TUNIQUES. Ce ſont les peaux ou enveloppes concentriques des Oignons.

VÉGÉTAL. Corps organiſé doué de vie & privé de ſentiment.

On ne me pasſſera pas cette définition, je le ſais. On veut que les minéraux vivent, que les végétaux ſentent, & que la matiere même informe ſoit douée de ſentiment. Quoi qu’il en ſoit de cette nouvelle phyſique, jamais je n’ai pu, je ne pourrai jamais parler d’après les idées d’autrui, quand ces idées ne ſont pas les miennes. J’ai souvent vu mort un arbre que je voyois auparavant plein de vie, mais la mort d’une pierre eſt une idée qui ne ſauroit m’entrer dans l’eſprit. Je vois un ſentiment exquis dans mon chien, mais je n’en apperçois aucun dans un Chou. Les paradoxes de Jean-Jacques ſont fort célebres. J’oſe demander s’il en avança jamais d’auſſi fou que celui que j’aurois à combattre ſi l’entrois ici dans cette discuſſion, & qui pourtant ne choque personne. Mais je m’arrête & rentre dans mon ſujet.

Puiſque les végétaux naiſſent & vivent, ils se détruiſent & meurent, c’est l’irrévocable loi à laquelle tout corps eſt ſoumis ; par conſéquent ils ſe reproduiſent : mais comment ſe fait cette reproduction ? En tout ce qui eſt ſoumis à nos ſens dans le regne végétal, nous la voyons ſe faire par la voie de la fructification, & l’on peut préſumer que cette loi de la nature eſt l’également suivie dans les parties du même regne, dont l’organisation échappe à nos yeux. Je ne vois ni fleurs ni fruits dans les Byſſus, dans les Conſerva, dans les Truffes ; mais je vois ces végétaux ſe perpétuer, & l’analogie sur laquelle je me fonde pour leur attribuer les mêmes moyens qu’aux autres de tendre à la même fin ; cette analogie, dis-je, me paroit ſi ſure, que je ne puis lui refuſer mon aſſentiment.

Il eſt vrai que la plupart des plantes ont d’autres manieres de ſe reproduire, comme par caïeux, par boutures, par drageons enracinés. Mais ces moyens ſont bien plutôt des ſupplémens que des principes d’inſtitution ; ils ne ſont point communs à toutes, il n’y a que la fructification qui le ſoit & qui ne ſouffrant aucune exception dans celle qui nous ſont bien connues, n’en laiſſe point ſuppoſer dans les autres ſubſtances végétales qui le ſont moins.

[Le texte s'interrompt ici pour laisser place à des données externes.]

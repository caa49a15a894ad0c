//! Authentication and authorization middleware extractors.
//!
//! - [`auth::AuthUser`] -- Extracts the authenticated caller from a JWT Bearer token.
//! - [`rbac::RequireAdmin`] -- Requires the `admin` role.
//! - [`rbac::RequireEmployee`] -- Requires the `employee` role.

pub mod auth;
pub mod rbac;
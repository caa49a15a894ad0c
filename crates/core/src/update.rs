//! Ticket update protocol: status overwrite plus optional comment append.

use serde::Serialize;

use crate::ticket::{Comment, Ticket, TicketStatus};
use crate::types::EpochMillis;

/// A status change and/or a comment to append.
///
/// Status is written unconditionally; there are no transition rules.
#[derive(Debug, Clone, PartialEq, Eq, Serialize)]
pub struct TicketUpdate {
    pub status: TicketStatus,
    pub comment: Option<Comment>,
}

impl TicketUpdate {
    pub fn status_only(status: TicketStatus) -> Self {
        Self {
            status,
            comment: None,
        }
    }

    /// Build an update from the admin dashboard's reply box.
    ///
    /// A reply that is blank after trimming adds no comment.
    pub fn from_admin_reply(status: TicketStatus, reply: Option<&str>, now: EpochMillis) -> Self {
        let comment = reply
            .filter(|text| !text.trim().is_empty())
            .map(|text| Comment::admin(text, now));
        Self { status, comment }
    }

    /// Merge into an in-memory record. Prior comments keep their order; the
    /// new comment, if any, becomes the last element.
    pub fn apply_to(&self, ticket: &Ticket) -> Ticket {
        let mut updated = ticket.clone();
        updated.status = Some(self.status);
        if let Some(comment) = &self.comment {
            updated.comments.push(comment.clone());
        }
        updated
    }
}

#[cfg(test)]
mod tests {
    use super::*;
    use crate::ticket::{CommentAuthor, Priority};

    fn ticket() -> Ticket {
        Ticket {
            id: "t1".into(),
            ps_number: "PS1".into(),
            email: "a@b.c".into(),
            department: Some("IT".into()),
            subject: "VPN".into(),
            priority: Priority::High,
            status: Some(TicketStatus::Open),
            timestamp: 10,
            comments: vec![Comment::system("Ticket received.", 10)],
            attachment_name: None,
            attachment_url: None,
        }
    }

    #[test]
    fn status_only_leaves_comments_untouched() {
        let before = ticket();
        let after = TicketUpdate::status_only(TicketStatus::Resolved).apply_to(&before);

        assert_eq!(after.status, Some(TicketStatus::Resolved));
        assert_eq!(after.comments, before.comments);
    }

    #[test]
    fn comment_is_appended_last() {
        let before = ticket();
        let update = TicketUpdate::from_admin_reply(TicketStatus::InProgress, Some("On it"), 20);
        let after = update.apply_to(&before);

        assert_eq!(after.comments.len(), before.comments.len() + 1);
        assert_eq!(after.comments[0], before.comments[0]);
        let last = after.comments.last().unwrap();
        assert_eq!(last.author, CommentAuthor::Admin);
        assert_eq!(last.text, "On it");
        assert_eq!(last.timestamp, 20);
    }

    #[test]
    fn blank_reply_adds_no_comment() {
        let update = TicketUpdate::from_admin_reply(TicketStatus::Open, Some("   "), 20);
        assert_eq!(update.comment, None);
        assert_eq!(TicketUpdate::from_admin_reply(TicketStatus::Open, None, 20).comment, None);
    }

    #[test]
    fn any_status_may_follow_any_other() {
        let mut current = ticket();
        let sequence = [
            TicketStatus::Resolved,
            TicketStatus::Open,
            TicketStatus::InProgress,
            TicketStatus::Open,
        ];
        for status in sequence {
            current = TicketUpdate::status_only(status).apply_to(&current);
            assert_eq!(current.status, Some(status));
        }
    }
}
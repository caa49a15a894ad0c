use std::sync::Arc;

use helpdesk_core::ticket::Ticket;
use helpdesk_db::repositories::TicketRepo;
use helpdesk_db::{DocumentStore, StoreResult, Subscription};

use crate::auth::controller::AuthController;
use crate::config::ServerConfig;

/// Shared application state available to all Axum handlers via `State<AppState>`.
///
/// This is cheaply cloneable (inner data is behind `Arc` or is already `Clone`).
#[derive(Clone)]
pub struct AppState {
    /// Backing document store.
    pub store: Arc<dyn DocumentStore>,
    /// Server configuration.
    pub config: Arc<ServerConfig>,
    /// Live view of the `tickets` collection. Every list endpoint reads from
    /// the latest snapshot delivered here.
    pub ticket_feed: Subscription,
}

impl AppState {
    /// Build the state and open the ticket subscription.
    pub async fn new(store: Arc<dyn DocumentStore>, config: ServerConfig) -> StoreResult<Self> {
        let ticket_feed = TicketRepo::subscribe(store.as_ref()).await?;
        Ok(Self {
            store,
            config: Arc::new(config),
            ticket_feed,
        })
    }

    pub fn auth(&self) -> AuthController<'_> {
        AuthController::new(self.store.as_ref(), &self.config.auth)
    }

    /// Decoded tickets from the latest snapshot, in creation order.
    pub fn ticket_snapshot(&self) -> Vec<Ticket> {
        TicketRepo::decode_snapshot(&self.ticket_feed.current())
    }
}
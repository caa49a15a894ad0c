//! Argon2id password hashing and verification.
//!
//! All password hashes use the Argon2id variant with a cryptographically random
//! salt generated via [`OsRng`]. The PHC string format is used for storage so
//! that algorithm parameters and salt are embedded in the hash itself.

use argon2::password_hash::rand_core::OsRng;
use argon2::password_hash::{PasswordHash, PasswordHasher, PasswordVerifier, SaltString};
use argon2::Argon2;

/// Hash a plaintext password using Argon2id with a random salt.
pub fn hash_password(password: &str) -> Result<String, argon2::password_hash::Error> {
    let salt = SaltString::generate(&mut OsRng);
    let hash = Argon2::default().hash_password(password.as_bytes(), &salt)?;
    Ok(hash.to_string())
}

/// Verify a plaintext password against a stored PHC-formatted Argon2id hash.
///
/// Returns `Ok(true)` if the password matches, `Ok(false)` if it does not.
/// A stored value that is not a PHC string is an error.
pub fn verify_password(password: &str, hash: &str) -> Result<bool, argon2::password_hash::Error> {
    let parsed_hash = PasswordHash::new(hash)?;
    match Argon2::default().verify_password(password.as_bytes(), &parsed_hash) {
        Ok(()) => Ok(true),
        Err(argon2::password_hash::Error::Password) => Ok(false),
        Err(e) => Err(e),
    }
}

#[cfg(test)]
mod tests {
    use super::*;

    #[test]
    fn test_hash_and_verify() {
        let hash = hash_password("123456").expect("hashing should succeed");
        assert!(hash.starts_with("$argon2id$"), "expected argon2id PHC prefix");
        assert!(verify_password("123456", &hash).expect("verify should succeed"));
    }

    #[test]
    fn test_wrong_password_fails() {
        let hash = hash_password("admin123").expect("hashing should succeed");
        assert!(!verify_password("admin124", &hash).expect("verify should succeed"));
    }

    #[test]
    fn test_same_password_gets_distinct_salts() {
        let a = hash_password("123456").unwrap();
        let b = hash_password("123456").unwrap();
        assert_ne!(a, b);
    }

    #[test]
    fn test_plaintext_stored_value_is_an_error() {
        assert!(verify_password("123456", "123456").is_err());
    }
}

VELU. Surface tapiſſée de poils.

VERTICILLÉ. Attache circulaire ſur le même plan & en nombre de plus de deux autour d’un axe commun.

VIVACE. Qui vit pluſieurs années ; les arbres, les arbriſſeaux, les ſous-arbriſſeaux ſont tous vivaces. Plusieurs herbes même le ſont, mais seulement par leurs racines. Ainſi le Chevre-feuille & le Houblon, tous deux vivaces, le ſont différemment. Le premier conſerve pendant l’hiver ſes tiges, en sorte qu’elles bourgeonnent & fleuriſſent le printems ſuivant mais le Houblon perd les ſiennes à la fin de chaque automne & recommence toujours chaque année à en pouſſer de ſon pied de nouvelles.

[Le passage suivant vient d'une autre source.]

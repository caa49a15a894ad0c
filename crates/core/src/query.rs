//! Ticket query engine: ownership scoping, dashboard filters and sorting.
//!
//! Every function here is a pure function of its inputs. The input slice is
//! never reordered; results borrow from it, so a fresh snapshot can be
//! re-queried as often as needed.

use std::cmp::Ordering;

use chrono::NaiveDate;

use crate::error::CoreError;
use crate::ticket::{Priority, Ticket};

// ---------------------------------------------------------------------------
// Filters
// ---------------------------------------------------------------------------

/// Priority filter value. `"All"` disables the filter.
#[derive(Debug, Clone, Copy, Default, PartialEq, Eq)]
pub enum PriorityFilter {
    #[default]
    All,
    Only(Priority),
}

impl PriorityFilter {
    pub fn parse(raw: &str) -> Self {
        match raw.trim() {
            "" | "All" => PriorityFilter::All,
            other => PriorityFilter::Only(Priority::from_name(other)),
        }
    }
}

/// Dashboard filter state. The default matches every ticket.
#[derive(Debug, Clone, Default, PartialEq, Eq)]
pub struct TicketFilters {
    /// Case-insensitive substring; empty matches everything.
    pub search: String,
    pub priority: PriorityFilter,
    /// Creation day (UTC); `None` matches everything.
    pub date: Option<NaiveDate>,
}

impl TicketFilters {
    /// Build filters from raw request values.
    ///
    /// An empty or absent date disables the date filter; any other value must
    /// be an ISO `YYYY-MM-DD` date.
    pub fn from_raw(
        search: Option<&str>,
        priority: Option<&str>,
        date: Option<&str>,
    ) -> Result<Self, CoreError> {
        let date = match date.map(str::trim) {
            None | Some("") => None,
            Some(raw) => Some(NaiveDate::parse_from_str(raw, "%Y-%m-%d").map_err(|_| {
                CoreError::Validation(format!("Invalid date filter '{raw}', expected YYYY-MM-DD"))
            })?),
        };

        Ok(Self {
            search: search.unwrap_or_default().to_string(),
            priority: priority.map(PriorityFilter::parse).unwrap_or_default(),
            date,
        })
    }
}

// ---------------------------------------------------------------------------
// Sorting
// ---------------------------------------------------------------------------

#[derive(Debug, Clone, Copy, Default, PartialEq, Eq)]
pub enum SortKey {
    #[default]
    Date,
    Priority,
    /// Unrecognised key: input order is kept.
    Unsorted,
}

#[derive(Debug, Clone, Copy, Default, PartialEq, Eq)]
pub enum SortDirection {
    Asc,
    #[default]
    Desc,
}

impl SortDirection {
    fn apply(self, ordering: Ordering) -> Ordering {
        match self {
            SortDirection::Asc => ordering,
            SortDirection::Desc => ordering.reverse(),
        }
    }
}

/// Sort key and direction. Defaults to newest first.
#[derive(Debug, Clone, Copy, Default, PartialEq, Eq)]
pub struct SortConfig {
    pub key: SortKey,
    pub direction: SortDirection,
}

impl SortConfig {
    pub fn new(key: SortKey, direction: SortDirection) -> Self {
        Self { key, direction }
    }

    /// Parse a dashboard selector value such as `"priority-asc"`.
    ///
    /// Never fails: unknown keys sort nothing, and any direction other than
    /// `asc` is descending. An empty value yields the default.
    pub fn parse(raw: &str) -> Self {
        let raw = raw.trim();
        if raw.is_empty() {
            return Self::default();
        }

        let (key, direction) = raw.split_once('-').unwrap_or((raw, ""));
        let key = match key {
            "date" => SortKey::Date,
            "priority" => SortKey::Priority,
            _ => SortKey::Unsorted,
        };
        let direction = if direction == "asc" {
            SortDirection::Asc
        } else {
            SortDirection::Desc
        };
        Self { key, direction }
    }
}

/// Numeric weight used for priority ordering. Unknown priorities weigh 0.
pub fn priority_weight(priority: Priority) -> u8 {
    match priority {
        Priority::Critical => 4,
        Priority::High => 3,
        Priority::Medium => 2,
        Priority::Low => 1,
        Priority::Unknown => 0,
    }
}

/// Stable in-place sort of a borrowed view. Equal keys keep their order.
pub fn sort_tickets(tickets: &mut [&Ticket], sort: SortConfig) {
    match sort.key {
        SortKey::Date => {
            tickets.sort_by(|a, b| sort.direction.apply(a.timestamp.cmp(&b.timestamp)));
        }
        SortKey::Priority => tickets.sort_by(|a, b| {
            sort.direction
                .apply(priority_weight(a.priority).cmp(&priority_weight(b.priority)))
        }),
        SortKey::Unsorted => {}
    }
}

// ---------------------------------------------------------------------------
// Predicates
// ---------------------------------------------------------------------------

/// Tickets owned by `ps_number`, in input order.
pub fn scope_to_user<'a>(tickets: &'a [Ticket], ps_number: &str) -> Vec<&'a Ticket> {
    tickets.iter().filter(|t| t.ps_number == ps_number).collect()
}

/// Free-text match against `subject + psNumber + email + department`.
///
/// The fields are concatenated before matching, so a term may span the
/// boundary between two fields.
pub fn matches_search(ticket: &Ticket, search: &str) -> bool {
    if search.is_empty() {
        return true;
    }
    let haystack = format!(
        "{}{}{}{}",
        ticket.subject,
        ticket.ps_number,
        ticket.email,
        ticket.department.as_deref().unwrap_or_default()
    )
    .to_lowercase();
    haystack.contains(&search.to_lowercase())
}

pub fn matches_priority(ticket: &Ticket, filter: PriorityFilter) -> bool {
    match filter {
        PriorityFilter::All => true,
        PriorityFilter::Only(priority) => ticket.priority == priority,
    }
}

/// UTC calendar day on which the ticket was created.
pub fn creation_date(ticket: &Ticket) -> Option<NaiveDate> {
    chrono::DateTime::from_timestamp_millis(ticket.timestamp).map(|dt| dt.date_naive())
}

pub fn matches_date(ticket: &Ticket, date: Option<NaiveDate>) -> bool {
    match date {
        None => true,
        Some(day) => creation_date(ticket) == Some(day),
    }
}

pub fn matches_filters(ticket: &Ticket, filters: &TicketFilters) -> bool {
    matches_search(ticket, &filters.search)
        && matches_priority(ticket, filters.priority)
        && matches_date(ticket, filters.date)
}

// ---------------------------------------------------------------------------
// Engine
// ---------------------------------------------------------------------------

/// Derive a view from the full collection.
///
/// With a `viewer`, only that employee's tickets are considered; without one
/// (admin view) the whole collection is. Filters are applied next, then the
/// stable sort.
pub fn query_tickets<'a>(
    all: &'a [Ticket],
    viewer: Option<&str>,
    filters: &TicketFilters,
    sort: SortConfig,
) -> Vec<&'a Ticket> {
    let mut view: Vec<&Ticket> = all
        .iter()
        .filter(|t| viewer.map_or(true, |ps| t.ps_number == ps))
        .filter(|t| matches_filters(t, filters))
        .collect();
    sort_tickets(&mut view, sort);
    view
}

// ---------------------------------------------------------------------------
// Tests
// ---------------------------------------------------------------------------

#[cfg(test)]
mod tests {
    use assert_matches::assert_matches;

    use super::*;
    use crate::ticket::TicketStatus;

    /// 2024-03-05T10:00:00Z in epoch millis.
    const MARCH_5: i64 = 1_709_632_800_000;
    const DAY: i64 = 86_400_000;

    fn ticket(id: &str, ps: &str, priority: Priority, timestamp: i64) -> Ticket {
        Ticket {
            id: id.to_string(),
            ps_number: ps.to_string(),
            email: format!("{ps}@example.com"),
            department: None,
            subject: format!("Subject {id}"),
            priority,
            status: Some(TicketStatus::Open),
            timestamp,
            comments: Vec::new(),
            attachment_name: None,
            attachment_url: None,
        }
    }

    /// Every ticket, unfiltered, in the given order.
    fn sorted(all: &[Ticket], sort: SortConfig) -> Vec<&Ticket> {
        query_tickets(all, None, &TicketFilters::default(), sort)
    }

    fn ids(view: &[&Ticket]) -> Vec<String> {
        view.iter().map(|t| t.id.clone()).collect()
    }

    fn sample() -> Vec<Ticket> {
        let mut vpn = ticket("a", "PS1", Priority::High, MARCH_5);
        vpn.subject = "VPN Connection Failure".into();
        vpn.department = Some("Finance".into());
        let mut printer = ticket("b", "PS2", Priority::Low, MARCH_5 + DAY);
        printer.subject = "Printer jam".into();
        let mut laptop = ticket("c", "PS1", Priority::Critical, MARCH_5 + 2 * DAY);
        laptop.subject = "Laptop won't boot".into();
        laptop.department = Some("HR".into());
        vec![vpn, printer, laptop]
    }

    #[test]
    fn scope_keeps_only_owned_tickets_in_input_order() {
        let all = sample();
        assert_eq!(ids(&scope_to_user(&all, "PS1")), vec!["a", "c"]);
        assert!(scope_to_user(&all, "nobody").is_empty());
    }

    #[test]
    fn viewer_scopes_query() {
        let all = sample();
        let view = query_tickets(
            &all,
            Some("PS2"),
            &TicketFilters::default(),
            SortConfig::default(),
        );
        assert_eq!(ids(&view), vec!["b"]);
    }

    #[test]
    fn search_is_case_insensitive_across_fields() {
        let all = sample();
        let by = |term: &str| {
            let filters = TicketFilters {
                search: term.into(),
                ..Default::default()
            };
            let by_date = SortConfig::new(SortKey::Date, SortDirection::Asc);
            let mut found = ids(&query_tickets(&all, None, &filters, by_date));
            found.sort();
            found
        };

        assert_eq!(by("vpn"), vec!["a"]);
        assert_eq!(by("FINANCE"), vec!["a"]);
        assert_eq!(by("ps2@"), vec!["b"]);
        assert_eq!(by("ps1"), vec!["a", "c"]);
        assert!(by("nothing-matches").is_empty());
    }

    #[test]
    fn search_spans_concatenated_fields() {
        let all = sample();
        // "...jam" + "PS2" -> "jamps2"
        assert!(matches_search(&all[1], "jamps2"));
    }

    #[test]
    fn empty_search_and_date_match_everything() {
        let mut all = sample();
        all[0].timestamp = -1;
        all[1].subject.clear();
        all[1].email.clear();

        let view = sorted(&all, SortConfig::new(SortKey::Unsorted, SortDirection::Asc));
        assert_eq!(view.len(), all.len());
    }

    #[test]
    fn priority_filter_is_exact() {
        let all = sample();
        let filters = TicketFilters {
            priority: PriorityFilter::parse("Critical"),
            ..Default::default()
        };
        assert_eq!(ids(&query_tickets(&all, None, &filters, SortConfig::default())), vec!["c"]);

        let all_filter = TicketFilters {
            priority: PriorityFilter::parse("All"),
            ..Default::default()
        };
        assert_eq!(query_tickets(&all, None, &all_filter, SortConfig::default()).len(), 3);
    }

    #[test]
    fn date_filter_matches_utc_creation_day() {
        let all = sample();
        let filters = TicketFilters::from_raw(None, None, Some("2024-03-06")).unwrap();
        assert_eq!(ids(&query_tickets(&all, None, &filters, SortConfig::default())), vec!["b"]);
    }

    #[test]
    fn invalid_date_filter_is_a_validation_error() {
        let err = TicketFilters::from_raw(None, None, Some("03/06/2024")).unwrap_err();
        assert_matches!(err, CoreError::Validation(_));
        assert_eq!(TicketFilters::from_raw(None, None, Some("")).unwrap().date, None);
    }

    #[test]
    fn filter_order_does_not_change_the_result() {
        let all = sample();
        let filters =
            TicketFilters::from_raw(Some("ps1"), Some("Critical"), Some("2024-03-07")).unwrap();

        let combined: Vec<&Ticket> = all.iter().filter(|t| matches_filters(t, &filters)).collect();
        let reversed: Vec<&Ticket> = all
            .iter()
            .filter(|t| matches_date(t, filters.date))
            .filter(|t| matches_priority(t, filters.priority))
            .filter(|t| matches_search(t, &filters.search))
            .collect();
        assert_eq!(ids(&combined), ids(&reversed));
        assert_eq!(ids(&combined), vec!["c"]);
    }

    #[test]
    fn priority_desc_orders_critical_high_low() {
        let all = vec![
            ticket("low", "P", Priority::Low, 100),
            ticket("critical", "P", Priority::Critical, 50),
            ticket("high", "P", Priority::High, 200),
        ];
        let view = sorted(&all, SortConfig::parse("priority-desc"));
        assert_eq!(ids(&view), vec!["critical", "high", "low"]);
    }

    #[test]
    fn date_sort_directions() {
        let all = sample();
        let asc = sorted(&all, SortConfig::parse("date-asc"));
        let desc = sorted(&all, SortConfig::parse("date-desc"));
        assert_eq!(ids(&asc), vec!["a", "b", "c"]);
        assert_eq!(ids(&desc), vec!["c", "b", "a"]);
    }

    #[test]
    fn sort_is_stable_and_idempotent() {
        let all = vec![
            ticket("m1", "P", Priority::Medium, 1),
            ticket("h1", "P", Priority::High, 2),
            ticket("m2", "P", Priority::Medium, 3),
            ticket("h2", "P", Priority::High, 4),
            ticket("m3", "P", Priority::Medium, 5),
        ];
        let sort = SortConfig::parse("priority-desc");

        let mut once: Vec<&Ticket> = all.iter().collect();
        sort_tickets(&mut once, sort);
        assert_eq!(ids(&once), vec!["h1", "h2", "m1", "m2", "m3"]);

        let mut twice = once.clone();
        sort_tickets(&mut twice, sort);
        assert_eq!(ids(&twice), ids(&once));
    }

    #[test]
    fn unknown_priority_sorts_below_low() {
        let all = vec![
            ticket("unknown", "P", Priority::Unknown, 1),
            ticket("low", "P", Priority::Low, 2),
        ];
        let view = sorted(&all, SortConfig::parse("priority-asc"));
        assert_eq!(ids(&view), vec!["unknown", "low"]);
    }

    #[test]
    fn unknown_sort_key_keeps_input_order() {
        let all = sample();
        let sort = SortConfig::parse("subject-asc");
        assert_eq!(sort.key, SortKey::Unsorted);
        let view = query_tickets(&all, None, &TicketFilters::default(), sort);
        assert_eq!(ids(&view), vec!["a", "b", "c"]);
    }

    #[test]
    fn sort_parse_defaults() {
        assert_eq!(SortConfig::parse(""), SortConfig::default());
        assert_eq!(
            SortConfig::parse("priority"),
            SortConfig::new(SortKey::Priority, SortDirection::Desc)
        );
        assert_eq!(
            SortConfig::parse("date-sideways"),
            SortConfig::new(SortKey::Date, SortDirection::Desc)
        );
    }

    #[test]
    fn query_is_repeatable_and_leaves_input_untouched() {
        let all = sample();
        let before = all.clone();
        let filters = TicketFilters::from_raw(Some("p"), None, None).unwrap();
        let first = ids(&query_tickets(&all, None, &filters, SortConfig::parse("priority-desc")));
        let second = ids(&query_tickets(&all, None, &filters, SortConfig::parse("priority-desc")));
        assert_eq!(first, second);
        assert_eq!(all, before);
    }
}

Les plantes tranſportées hors de leur climat ſont ſujettes à varier ſur cet article. Plusieurs plantes vivaces dans les pays chauds deviennent parmi nous annuelles, & ce n’eſt pas la ſeule altération qu’elles ſubiſſent dans nos jardins.

De ſorte que la Botanique exotique étudiée en Europe, donne ſouvent de bien fauſſes obſervations.

VRILLES, ou mains. Eſpece de filets qui terminent les branches dans certaines plantes, & leur fourniſſent les moyens de s’attacher à d’autres corps. Les Vrilles ſont ſimples ou rameuſes ; elles prennent, étant libres, toutes fortes de directions, & lorſqu’elles s’accrochent à un corps etranger, elles l’embraſſent en ſpirale.

VULGAIRE. On déſigne ordinairement ainſi l’ainsi l’eſpece principale de chaque genre la plus anciennement connue dont il a tiré ſon nom, & qu’on regardoit d’abord comme une eſpece unique.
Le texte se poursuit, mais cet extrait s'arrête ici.